No fim das contas, o senhor considera que esse tema da economia, da inflação, é o grande tema das eleições, o senhor acha que o debate da pandemia vai estar resistindo até as eleições, ou esse debate sobre o Brasil estar unido ou não estar... qual o principal tema que vai ser tratado em 2022?

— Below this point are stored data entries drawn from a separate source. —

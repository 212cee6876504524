//! OpenPGP key pairs
//!
//! Keys are ordinary transferable OpenPGP keys, so anything GnuPG or
//! OpenPGP.js exports works here and generated keys work there. Messages are
//! encrypted to the first encryption-capable subkey, or to the primary key
//! when it can encrypt itself.

use crate::armor::{self, ArmorKind};
use crate::error::{PipelineError, Result};
use pgp::composed::{
    Deserializable, KeyType, SecretKeyParamsBuilder, SignedPublicKey, SignedSecretKey,
    SubkeyParamsBuilder,
};
use pgp::crypto::ecc_curve::ECCCurve;
use pgp::crypto::sym::SymmetricKeyAlgorithm;
use pgp::types::*;
use smallvec::smallvec;
use zeroize::Zeroizing;

/// User id put on generated keys
pub const GENERATED_USER_ID: &str = "Seed Parts <seedparts@localhost>";

fn parse_error(what: &str) -> impl FnOnce(pgp::errors::Error) -> PipelineError + '_ {
    move |e| PipelineError::parse(format!("invalid {what}: {e}"))
}

fn keygen_error(e: impl std::fmt::Display) -> PipelineError {
    PipelineError::EncryptionFailed(format!("key generation failed: {e}"))
}

fn fingerprint_hex(key: &impl PublicKeyTrait) -> String {
    hex::encode_upper(key.fingerprint().as_bytes())
}

/// A recipient's public key
#[derive(Debug, Clone)]
pub struct PublicKey {
    inner: SignedPublicKey,
}

impl PublicKey {
    /// Parse and self-verify an armored public key block
    pub fn from_armored(text: &str) -> Result<Self> {
        armor::expect_kind(text, ArmorKind::PublicKey)?;
        let (inner, _headers) =
            SignedPublicKey::from_string(text.trim()).map_err(parse_error("public key"))?;
        inner.verify().map_err(parse_error("public key"))?;
        Ok(Self { inner })
    }

    /// Uppercase hex fingerprint of the primary key, as shown to users
    pub fn fingerprint_hex(&self) -> String {
        fingerprint_hex(&self.inner)
    }

    pub fn can_encrypt(&self) -> bool {
        self.inner.is_encryption_key()
            || self
                .inner
                .public_subkeys
                .iter()
                .any(|sub| sub.is_encryption_key())
    }

    pub(crate) fn signed(&self) -> &SignedPublicKey {
        &self.inner
    }
}

/// A private key as imported, possibly still locked
pub struct PrivateKey {
    inner: SignedSecretKey,
}

impl std::fmt::Debug for PrivateKey {
    fn fmt(&self, f: &mut std::fmt::Formatter<'_>) -> std::fmt::Result {
        f.debug_struct("PrivateKey")
            .field("fingerprint", &self.fingerprint_hex())
            .field("locked", &self.is_locked())
            .finish()
    }
}

impl PrivateKey {
    pub fn from_armored(text: &str) -> Result<Self> {
        armor::expect_kind(text, ArmorKind::PrivateKey)?;
        let (inner, _headers) =
            SignedSecretKey::from_string(text.trim()).map_err(parse_error("private key"))?;
        inner.verify().map_err(parse_error("private key"))?;
        Ok(Self { inner })
    }

    pub fn fingerprint_hex(&self) -> String {
        fingerprint_hex(&self.inner)
    }

    /// Whether any secret part needs a passphrase before use
    pub fn is_locked(&self) -> bool {
        self.inner.primary_key.secret_params().is_encrypted()
            || self
                .inner
                .secret_subkeys
                .iter()
                .any(|sub| sub.key.secret_params().is_encrypted())
    }

    pub(crate) fn signed(&self) -> &SignedSecretKey {
        &self.inner
    }
}

/// Freshly generated, armored key pair
pub struct GeneratedKeyPair {
    pub public_armored: String,
    pub private_armored: Zeroizing<String>,
    pub fingerprint: String,
}

impl std::fmt::Debug for GeneratedKeyPair {
    fn fmt(&self, f: &mut std::fmt::Formatter<'_>) -> std::fmt::Result {
        f.debug_struct("GeneratedKeyPair")
            .field("fingerprint", &self.fingerprint)
            .finish_non_exhaustive()
    }
}

/// Generate an OpenPGP key: ECDSA P-256 primary, Curve25519 ECDH subkey
///
/// With a non-empty passphrase both secret parts are locked under it;
/// otherwise the private key block holds them in the clear.
pub fn generate_key_pair(passphrase: Option<&str>) -> Result<GeneratedKeyPair> {
    let passphrase = passphrase.filter(|p| !p.is_empty()).map(str::to_owned);
    let mut rng = rand::thread_rng();

    let subkey = SubkeyParamsBuilder::default()
        .key_type(KeyType::ECDH(ECCCurve::Curve25519))
        .can_encrypt(true)
        .passphrase(passphrase.clone())
        .build()
        .map_err(keygen_error)?;

    let mut builder = SecretKeyParamsBuilder::default();
    builder
        .key_type(KeyType::ECDSA(ECCCurve::P256))
        .can_certify(true)
        .can_sign(true)
        .primary_user_id(GENERATED_USER_ID.into())
        .passphrase(passphrase.clone())
        .preferred_symmetric_algorithms(smallvec![SymmetricKeyAlgorithm::AES256])
        .subkey(subkey);
    let params = builder.build().map_err(keygen_error)?;

    let key_pw = {
        let passphrase = Zeroizing::new(passphrase.unwrap_or_default());
        move || passphrase.to_string()
    };
    let secret = params
        .generate(&mut rng)
        .map_err(keygen_error)?
        .sign(&mut rng, key_pw.clone())
        .map_err(keygen_error)?;
    let public = secret
        .public_key()
        .sign(&mut rng, &secret, key_pw)
        .map_err(keygen_error)?;

    let pair = GeneratedKeyPair {
        public_armored: public
            .to_armored_string(Default::default())
            .map_err(keygen_error)?,
        private_armored: Zeroizing::new(
            secret
                .to_armored_string(Default::default())
                .map_err(keygen_error)?,
        ),
        fingerprint: fingerprint_hex(&public),
    };
    log::debug!("generated key {}", pair.fingerprint);
    Ok(pair)
}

Essa pandemia mostrou com muita clareza o quanto é importante a gente ter um ensino público de qualidade. O quanto é injusta a situação no Brasil, comparando-se àqueles que têm poder aquisitivo com aqueles que não têm. O quanto foi flagrante essa diferença acompanhando as pessoas nas escolas particulares, que tinham nas suas casas muito mais instrumentos de continuar tendo acesso à educação, com aquelas que estavam no ensino público, que não tinham esses instrumentos. O quanto ficou claro essa defasagem nesse período, e nós precisamos corrigir. Eu fui prefeito de São Paulo durante dois mandatos e dei prioridade absoluta à educação. Então, nós temos que cobrar de todos os candidatos a presidente que tenham e deixem com muita clareza essa prioridade e eu espero que o Rodrigo Pacheco também deixe. E tenho certeza de que deixará. Essa pandemia também deixou clara a importância do SUS. Se não fosse o SUS, com seus problemas, nós não teríamos os resultados que nós viemos tendo agora no campo da vacinação, do tratamento das pessoas. Então nós temos que melhorar, investir mais no SUS. O SUS tirou a dúvida de qualquer brasileiro que questionava a sua existência. Hoje, ele passou a ser uma unanimidade no país. Então, vamos, deixando de lado saúde e educação, que devem ser as absolutas prioridades de qualquer governo, deixar claro que a economia terá um papel fundamental nas discussões e nos debates porque, hoje, no dia a dia dos brasileiros, a inflação é o principal problema. As pessoas, muitas delas, em especial as mais pobres, não comem mais carne, têm dificuldade de comprar arroz, comprar feijão no mesmo volume que compravam. Têm dificuldade de abastecer o carro, seja para trabalhar, seja para passear no fim de semana. E isso tudo vai ter um peso grande. E o governo não está conseguindo dar respostas. Muito pelo contrário. A situação se agrava a cada dia, a cada semana, a cada mês. Portanto, deixando claro que a prioridade deve ser saúde e educação, a principal discussão vai ser no campo da economia, principalmente na inflação, e a ineficiência desse governo para resolver esses problemas.